The top spokesperson and Vice President of the International Christian Embassy in Jerusalem said to Premier that it was not the first time the ban was being made.

“He’s made a habit every year, every time he gets re-elected in the Knesset to introduce a bill like this. And it never goes anywhere.

“He introduced one back when Netanyahu was prime minister for a couple of years in the late 1990s, because a book translated into Hebrew that was preaching the gospel through the book, was mailed to a million Israeli homes, and there was no way to collect them and throw them away. So he was alarmed and Moshe Gafni introduced a bill that actually would have banned the New Testament in Israel and criminalised possession of the New Testament. That bill got shot down.”

He further said that though it draws concern, the bill is unlikely to be very effective. Parsons says that although the bill is concerning, it’s unlikely to go anywhere.

“We don’t know if the judicial reforms weaken the Israeli courts enough, the courts would normally defend freedom of speech and defend religious freedom for all. If the Knesset is going to do it, they’re going to defend it and declare this law void.

“But if the courts weaken enough now through this whole process, then that’s a possibility. It’s sort of a new Netanyahu right now, how much leverage do these parties have over him to not only stay in power, but to help shield him from some of this personal liability he’s facing, but we’re a long way from this.”

“Moshe Gafni, has a particular axe to grind. He wants to stop the gospel here. But I don’t think there is a lot of support for it.

“There’s all sorts of problems with the wording of it – it does not specify Christian or gospel, it just says religious materials to try and get someone to convert. If you go on the internet, there’s all sorts of stuff – Jews trying to convince Christians you need to be over here in Judaism. And I don’t see how they can enforce this – it’s about material or speech to try and get someone to change religion from the Moshe Gafni perspective, for whom the ultimate missionary material is the New Testament. So possessing a New Testament in Hebrew in Israel, are you going to go to jail? I don’t think the majority of Israel and the majority of the Knesset is going to go that far.

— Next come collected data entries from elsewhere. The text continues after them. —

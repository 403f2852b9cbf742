//! S3-compatible backend (Cloudflare R2, MinIO, AWS S3).

use async_trait::async_trait;
use aws_config::BehaviorVersion;
use aws_credential_types::Credentials;
use aws_sdk_s3::config::{Builder, Region};
use aws_sdk_s3::primitives::ByteStream;
use aws_sdk_s3::Client;
use tracing::{debug, info};

use crate::error::{StorageError, StorageResult};
use crate::store::{validate_key, ObjectStore};

/// Configuration for an S3-compatible bucket.
#[derive(Debug, Clone)]
pub struct S3Config {
    /// S3 API endpoint URL
    pub endpoint_url: String,
    /// Access key ID
    pub access_key_id: String,
    /// Secret access key
    pub secret_access_key: String,
    /// Bucket name
    pub bucket_name: String,
    /// Region ("auto" for R2)
    pub region: String,
    /// Key prefix applied to every object
    pub prefix: String,
}

impl S3Config {
    /// Create config from environment variables.
    pub fn from_env() -> StorageResult<Self> {
        Ok(Self {
            endpoint_url: std::env::var("S3_ENDPOINT_URL")
                .map_err(|_| StorageError::config_error("S3_ENDPOINT_URL not set"))?,
            access_key_id: std::env::var("S3_ACCESS_KEY_ID")
                .map_err(|_| StorageError::config_error("S3_ACCESS_KEY_ID not set"))?,
            secret_access_key: std::env::var("S3_SECRET_ACCESS_KEY")
                .map_err(|_| StorageError::config_error("S3_SECRET_ACCESS_KEY not set"))?,
            bucket_name: std::env::var("S3_BUCKET_NAME")
                .map_err(|_| StorageError::config_error("S3_BUCKET_NAME not set"))?,
            region: std::env::var("S3_REGION").unwrap_or_else(|_| "auto".to_string()),
            prefix: std::env::var("S3_KEY_PREFIX").unwrap_or_else(|_| "results".to_string()),
        })
    }
}

/// Object store backed by an S3-compatible bucket.
///
/// A single `PutObject` is atomic on S3 semantics, so no temp objects are
/// needed: readers see either no object or the complete one.
#[derive(Clone)]
pub struct S3Store {
    client: Client,
    bucket: String,
    prefix: String,
}

impl std::fmt::Debug for S3Store {
    fn fmt(&self, f: &mut std::fmt::Formatter<'_>) -> std::fmt::Result {
        f.debug_struct("S3Store")
            .field("bucket", &self.bucket)
            .field("prefix", &self.prefix)
            .finish()
    }
}

impl S3Store {
    /// Create a new client from configuration.
    pub fn new(config: S3Config) -> Self {
        let credentials = Credentials::new(
            &config.access_key_id,
            &config.secret_access_key,
            None,
            None,
            "vsent",
        );

        let sdk_config = Builder::new()
            .behavior_version(BehaviorVersion::latest())
            .endpoint_url(&config.endpoint_url)
            .region(Region::new(config.region))
            .credentials_provider(credentials)
            .force_path_style(true)
            .build();

        info!(
            bucket = %config.bucket_name,
            endpoint = %config.endpoint_url,
            "Configured S3 result store"
        );

        Self {
            client: Client::from_conf(sdk_config),
            bucket: config.bucket_name,
            prefix: config.prefix.trim_matches('/').to_string(),
        }
    }

    /// Create from environment variables.
    pub fn from_env() -> StorageResult<Self> {
        Ok(Self::new(S3Config::from_env()?))
    }

    fn object_key(&self, key: &str) -> StorageResult<String> {
        validate_key(key)?;
        if self.prefix.is_empty() {
            Ok(key.to_string())
        } else {
            Ok(format!("{}/{}", self.prefix, key))
        }
    }
}

#[async_trait]
impl ObjectStore for S3Store {
    fn backend(&self) -> &'static str {
        "s3"
    }

    async fn put(&self, key: &str, data: Vec<u8>, content_type: &str) -> StorageResult<()> {
        let object_key = self.object_key(key)?;
        debug!("Uploading {} bytes to {}", data.len(), object_key);

        self.client
            .put_object()
            .bucket(&self.bucket)
            .key(&object_key)
            .body(ByteStream::from(data))
            .content_type(content_type)
            .send()
            .await
            .map_err(|e| StorageError::upload_failed(e.to_string()))?;

        Ok(())
    }

    async fn get(&self, key: &str) -> StorageResult<Vec<u8>> {
        let object_key = self.object_key(key)?;
        debug!("Downloading {}", object_key);

        let response = self
            .client
            .get_object()
            .bucket(&self.bucket)
            .key(&object_key)
            .send()
            .await
            .map_err(|e| {
                if e.as_service_error().is_some_and(|se| se.is_no_such_key()) {
                    StorageError::not_found(key)
                } else {
                    StorageError::DownloadFailed(e.to_string())
                }
            })?;

        let bytes = response
            .body
            .collect()
            .await
            .map_err(|e| StorageError::DownloadFailed(e.to_string()))?
            .into_bytes()
            .to_vec();

        Ok(bytes)
    }

    async fn exists(&self, key: &str) -> StorageResult<bool> {
        let object_key = self.object_key(key)?;
        match self
            .client
            .head_object()
            .bucket(&self.bucket)
            .key(&object_key)
            .send()
            .await
        {
            Ok(_) => Ok(true),
            Err(e) if e.as_service_error().is_some_and(|se| se.is_not_found()) => Ok(false),
            Err(e) => Err(StorageError::AwsSdk(e.to_string())),
        }
    }

    async fn delete(&self, key: &str) -> StorageResult<()> {
        let object_key = self.object_key(key)?;
        debug!("Deleting {}", object_key);

        self.client
            .delete_object()
            .bucket(&self.bucket)
            .key(&object_key)
            .send()
            .await
            .map_err(|e| StorageError::delete_failed(e.to_string()))?;

        Ok(())
    }

    async fn check_connectivity(&self) -> StorageResult<()> {
        self.client
            .head_bucket()
            .bucket(&self.bucket)
            .send()
            .await
            .map_err(|e| StorageError::AwsSdk(format!("S3 connectivity check failed: {}", e)))?;
        Ok(())
    }
}

#[cfg(test)]
mod tests {
    use super::*;

    fn store(prefix: &str) -> S3Store {
        S3Store::new(S3Config {
            endpoint_url: "http://localhost:9000".to_string(),
            access_key_id: "test".to_string(),
            secret_access_key: "test".to_string(),
            bucket_name: "bucket".to_string(),
            region: "auto".to_string(),
            prefix: prefix.to_string(),
        })
    }

    #[test]
    fn test_object_key_prefixing() {
        assert_eq!(
            store("results/").object_key("job/r-a.json").unwrap(),
            "results/job/r-a.json"
        );
        assert_eq!(store("").object_key("job/r-a.json").unwrap(), "job/r-a.json");
    }

    #[test]
    fn test_object_key_validation() {
        assert!(store("results").object_key("../x").is_err());
    }
}
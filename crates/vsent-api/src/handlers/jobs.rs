//! Job submission, polling, result and cancellation handlers.

use axum::extract::{Path, State};
use axum::http::StatusCode;
use axum::Json;
use serde::{Deserialize, Serialize};
use tracing::info;

use vsent_models::{AnalysisDocument, JobId, SourceRef};

use crate::error::{ApiError, ApiResult};
use crate::services::JobStatusView;
use crate::state::AppState;

/// Body of `POST /api/jobs`.
#[derive(Debug, Deserialize)]
pub struct SubmitJobRequest {
    /// Handle of a payload the server can already reach
    pub source_ref: String,
}

#[derive(Debug, Serialize)]
pub struct SubmitJobResponse {
    pub job_id: JobId,
}

#[derive(Debug, Serialize)]
pub struct ListJobsResponse {
    pub jobs: Vec<JobStatusView>,
    pub total: usize,
}

/// POST /api/jobs
///
/// Returns:
/// - 202: Job accepted
/// - 400: Empty source reference
/// - 503: Too many pending jobs or shutting down
pub async fn submit_job(
    State(state): State<AppState>,
    Json(request): Json<SubmitJobRequest>,
) -> ApiResult<(StatusCode, Json<SubmitJobResponse>)> {
    let source_ref = request.source_ref.trim();
    if source_ref.is_empty() {
        return Err(ApiError::bad_request("source_ref must not be empty"));
    }

    let job_id = state.service.submit(SourceRef::new(source_ref))?;
    Ok((StatusCode::ACCEPTED, Json(SubmitJobResponse { job_id })))
}

/// GET /api/jobs
pub async fn list_jobs(State(state): State<AppState>) -> Json<ListJobsResponse> {
    let jobs = state.service.list();
    Json(ListJobsResponse {
        total: jobs.len(),
        jobs,
    })
}

/// GET /api/status/:job_id
pub async fn get_status(
    State(state): State<AppState>,
    Path(job_id): Path<String>,
) -> ApiResult<Json<JobStatusView>> {
    let view = state.service.poll(&parse_job_id(&job_id)?)?;
    Ok(Json(view))
}

/// GET /api/results/:job_id
///
/// Returns:
/// - 200: Analysis document
/// - 404: Unknown job
/// - 409: Processing not completed yet
/// - 422: Job failed
/// - 500: Stored result missing or unreadable
pub async fn get_results(
    State(state): State<AppState>,
    Path(job_id): Path<String>,
) -> ApiResult<Json<AnalysisDocument>> {
    let document = state.service.fetch_result(&parse_job_id(&job_id)?).await?;
    Ok(Json(document))
}

/// DELETE /api/jobs/:job_id
///
/// Returns:
/// - 202: Cancellation requested
/// - 404: Unknown job
/// - 409: Job already finished
/// - 503: Job not started yet, retry shortly
pub async fn cancel_job(
    State(state): State<AppState>,
    Path(job_id): Path<String>,
) -> ApiResult<(StatusCode, Json<JobStatusView>)> {
    let job_id = parse_job_id(&job_id)?;
    let view = state.service.cancel(&job_id)?;
    info!(job_id = %job_id, "Cancel requested over HTTP");
    Ok((StatusCode::ACCEPTED, Json(view)))
}

/// Ids that could never have been issued are reported as unknown.
fn parse_job_id(raw: &str) -> ApiResult<JobId> {
    if is_valid_job_id(raw) {
        Ok(JobId::from_string(raw))
    } else {
        Err(ApiError::not_found("Job not found"))
    }
}

fn is_valid_job_id(id: &str) -> bool {
    !id.is_empty() && id.len() <= 64 && id.chars().all(|c| c.is_ascii_alphanumeric() || c == '-')
}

“I think this is one guy grinding his axe.”

The bill has also sparked outrage among some members of Israel’s Jewish community, who view it as an attack on their democratic values. Critics argue that the bill would create a chilling effect on free speech and limit the ability of individuals to express their religious beliefs.

In response to the proposed legislation, Christian leaders in Israel have called for a dialogue with Jewish leaders to address their concerns and find common ground. They have also called on the government to uphold the principles of religious freedom and protect the rights of all citizens, regardless of their beliefs.